TRY IT
Produce a word-for-word copy of the data below.

━━━━━ DATASET RECORDS

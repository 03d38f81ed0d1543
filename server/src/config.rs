//! Configuration management for the server.

use std::env;

/// Default size of the database connection pool.
const DEFAULT_MAX_CONNECTIONS: u32 = 10;

/// Server configuration loaded from environment variables.
#[derive(Debug, Clone)]
pub struct Config {
    /// Server host address
    pub host: String,
    /// Server port
    pub port: u16,
    /// PostgreSQL connection URL
    pub database_url: String,
    /// Database connection pool size
    pub database_max_connections: u32,
}

impl Config {
    /// Load configuration from environment variables.
    pub fn from_env() -> Result<Self, ConfigError> {
        let host = env::var("HOST").unwrap_or_else(|_| "0.0.0.0".to_string());

        let port = env::var("PORT")
            .unwrap_or_else(|_| "3000".to_string())
            .parse()
            .map_err(|_| ConfigError::InvalidPort)?;

        let database_url = env::var("DATABASE_URL").map_err(|_| ConfigError::MissingDatabaseUrl)?;

        let database_max_connections = match env::var("DATABASE_MAX_CONNECTIONS") {
            Ok(value) => value
                .parse()
                .map_err(|_| ConfigError::InvalidMaxConnections)?,
            Err(_) => DEFAULT_MAX_CONNECTIONS,
        };

        Ok(Self {
            host,
            port,
            database_url,
            database_max_connections,
        })
    }
}

/// Configuration errors.
#[derive(Debug, thiserror::Error)]
pub enum ConfigError {
    #[error("DATABASE_URL environment variable is required")]
    MissingDatabaseUrl,

    #[error("Invalid PORT value")]
    InvalidPort,

    #[error("Invalid DATABASE_MAX_CONNECTIONS value")]
    InvalidMaxConnections,
}
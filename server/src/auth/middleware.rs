//! Authentication extraction.
//!
//! The upstream identity gateway authenticates the caller and forwards the
//! identity as a bearer token whose payload is base64url-encoded JSON claims
//! (`sub`, `email`). Token verification happens at the gateway; this layer
//! only unpacks the claims into an explicit [`AuthUser`] that handlers take
//! as a parameter. A missing or malformed token is 401.

use axum::{
    extract::FromRequestParts,
    http::{header::AUTHORIZATION, request::Parts},
};
use base64::engine::general_purpose::URL_SAFE_NO_PAD;
use base64::Engine as _;
use serde::Deserialize;

use crate::error::ApiError;

/// Authenticated caller for the current request.
#[derive(Debug, Clone)]
pub struct AuthUser {
    /// Opaque user id from the identity provider.
    pub user_id: String,
    pub email: String,
}

impl AuthUser {
    /// Default display name for a lazily created profile.
    pub fn nickname(&self) -> &str {
        self.email.split('@').next().unwrap_or(&self.email)
    }
}

#[derive(Deserialize)]
struct Claims {
    sub: String,
    email: String,
}

/// Decode the bearer token payload into an [`AuthUser`].
pub fn decode_bearer(token: &str) -> Option<AuthUser> {
    let bytes = URL_SAFE_NO_PAD.decode(token).ok()?;
    let claims: Claims = serde_json::from_slice(&bytes).ok()?;
    if claims.sub.is_empty() || claims.email.is_empty() {
        return None;
    }
    Some(AuthUser {
        user_id: claims.sub,
        email: claims.email,
    })
}

impl<S: Send + Sync> FromRequestParts<S> for AuthUser {
    type Rejection = ApiError;

    async fn from_request_parts(parts: &mut Parts, _state: &S) -> Result<Self, Self::Rejection> {
        let header = parts
            .headers
            .get(AUTHORIZATION)
            .and_then(|value| value.to_str().ok())
            .ok_or(ApiError::Unauthorized)?;

        let token = header
            .strip_prefix("Bearer ")
            .ok_or(ApiError::Unauthorized)?;

        decode_bearer(token).ok_or(ApiError::Unauthorized)
    }
}

#[cfg(test)]
mod tests {
    use super::*;

    fn token(sub: &str, email: &str) -> String {
        URL_SAFE_NO_PAD.encode(format!(r#"{{"sub":"{sub}","email":"{email}"}}"#))
    }

    #[test]
    fn decodes_valid_claims() {
        let user = decode_bearer(&token("user-1", "one@example.com")).unwrap();
        assert_eq!(user.user_id, "user-1");
        assert_eq!(user.email, "one@example.com");
        assert_eq!(user.nickname(), "one");
    }

    #[test]
    fn rejects_garbage_and_empty_claims() {
        assert!(decode_bearer("not base64 at all!").is_none());
        assert!(decode_bearer(&URL_SAFE_NO_PAD.encode(b"{}")).is_none());
        assert!(decode_bearer(&token("", "one@example.com")).is_none());
        assert!(decode_bearer(&token("user-1", "")).is_none());
    }
}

━━━━━━━━━━

SOLVED PROBLEM
repository 03d38f81ed0d1543
filename server/src/config.rs
//! Configuration management for the server.

use std::env;

/// Default size of the database connection pool.
const DEFAULT_MAX_CONNECTIONS: u32 = 10;

/// Server configuration loaded from environment variables.
#[derive(Debug, Clone)]
pub struct Config {
    /// Server host address
    pub host: String,
    /// Server port
    pub port: u16,
    /// PostgreSQL connection URL
    pub database_url: String,
    /// Database connection pool size
    pub database_max_connections: u32,
}

impl Config {
    /// Load configuration from environment variables.
    pub fn from_env() -> Result<Self, ConfigError> {
        let host = env::var("HOST").unwrap_or_else(|_| "0.0.0.0".to_string());

        let port = env::var("PORT")
            .unwrap_or_else(|_| "3000".to_string())
            .parse()
            .map_err(|_| ConfigError::InvalidPort)?;

        let database_url = env::var("DATABASE_URL").map_err(|_| ConfigError::MissingDatabaseUrl)?;

        let database_max_connections = match env::var("DATABASE_MAX_CONNECTIONS") {
            Ok(value) => value
                .parse()
                .map_err(|_| ConfigError::InvalidMaxConnections)?,
            Err(_) => DEFAULT_MAX_CONNECTIONS,
        };

        Ok(Self {
            host,
            port,
            database_url,
            database_max_connections,
        })
    }
}

/// Configuration errors.
#[derive(Debug, thiserror::Error)]
pub enum ConfigError {
    #[error("DATABASE_URL environment variable is required")]
    MissingDatabaseUrl,

    #[error("Invalid PORT value")]
    InvalidPort,

    #[error("Invalid DATABASE_MAX_CONNECTIONS value")]
    InvalidMaxConnections,
}
filename server/src/auth/middleware.rs
//! Authentication extraction.
//!
//! The upstream identity gateway authenticates the caller and forwards the
//! identity as a bearer token whose payload is base64url-encoded JSON claims
//! (`sub`, `email`). Token verification happens at the gateway; this layer
//! only unpacks the claims into an explicit [`AuthUser`] that handlers take
//! as a parameter. A missing or malformed token is 401.

use axum::{
    extract::FromRequestParts,
    http::{header::AUTHORIZATION, request::Parts},
};
use base64::engine::general_purpose::URL_SAFE_NO_PAD;
use base64::Engine as _;
use serde::Deserialize;

use crate::error::ApiError;

/// Authenticated caller for the current request.
#[derive(Debug, Clone)]
pub struct AuthUser {
    /// Opaque user id from the identity provider.
    pub user_id: String,
    pub email: String,
}

impl AuthUser {
    /// Default display name for a lazily created profile.
    pub fn nickname(&self) -> &str {
        self.email.split('@').next().unwrap_or(&self.email)
    }
}

#[derive(Deserialize)]
struct Claims {
    sub: String,
    email: String,
}

/// Decode the bearer token payload into an [`AuthUser`].
pub fn decode_bearer(token: &str) -> Option<AuthUser> {
    let bytes = URL_SAFE_NO_PAD.decode(token).ok()?;
    let claims: Claims = serde_json::from_slice(&bytes).ok()?;
    if claims.sub.is_empty() || claims.email.is_empty() {
        return None;
    }
    Some(AuthUser {
        user_id: claims.sub,
        email: claims.email,
    })
}

impl<S: Send + Sync> FromRequestParts<S> for AuthUser {
    type Rejection = ApiError;

    async fn from_request_parts(parts: &mut Parts, _state: &S) -> Result<Self, Self::Rejection> {
        let header = parts
            .headers
            .get(AUTHORIZATION)
            .and_then(|value| value.to_str().ok())
            .ok_or(ApiError::Unauthorized)?;

        let token = header
            .strip_prefix("Bearer ")
            .ok_or(ApiError::Unauthorized)?;

        decode_bearer(token).ok_or(ApiError::Unauthorized)
    }
}

#[cfg(test)]
mod tests {
    use super::*;

    fn token(sub: &str, email: &str) -> String {
        URL_SAFE_NO_PAD.encode(format!(r#"{{"sub":"{sub}","email":"{email}"}}"#))
    }

    #[test]
    fn decodes_valid_claims() {
        let user = decode_bearer(&token("user-1", "one@example.com")).unwrap();
        assert_eq!(user.user_id, "user-1");
        assert_eq!(user.email, "one@example.com");
        assert_eq!(user.nickname(), "one");
    }

    #[test]
    fn rejects_garbage_and_empty_claims() {
        assert!(decode_bearer("not base64 at all!").is_none());
        assert!(decode_bearer(&URL_SAFE_NO_PAD.encode(b"{}")).is_none());
        assert!(decode_bearer(&token("", "one@example.com")).is_none());
        assert!(decode_bearer(&token("user-1", "")).is_none());
    }
}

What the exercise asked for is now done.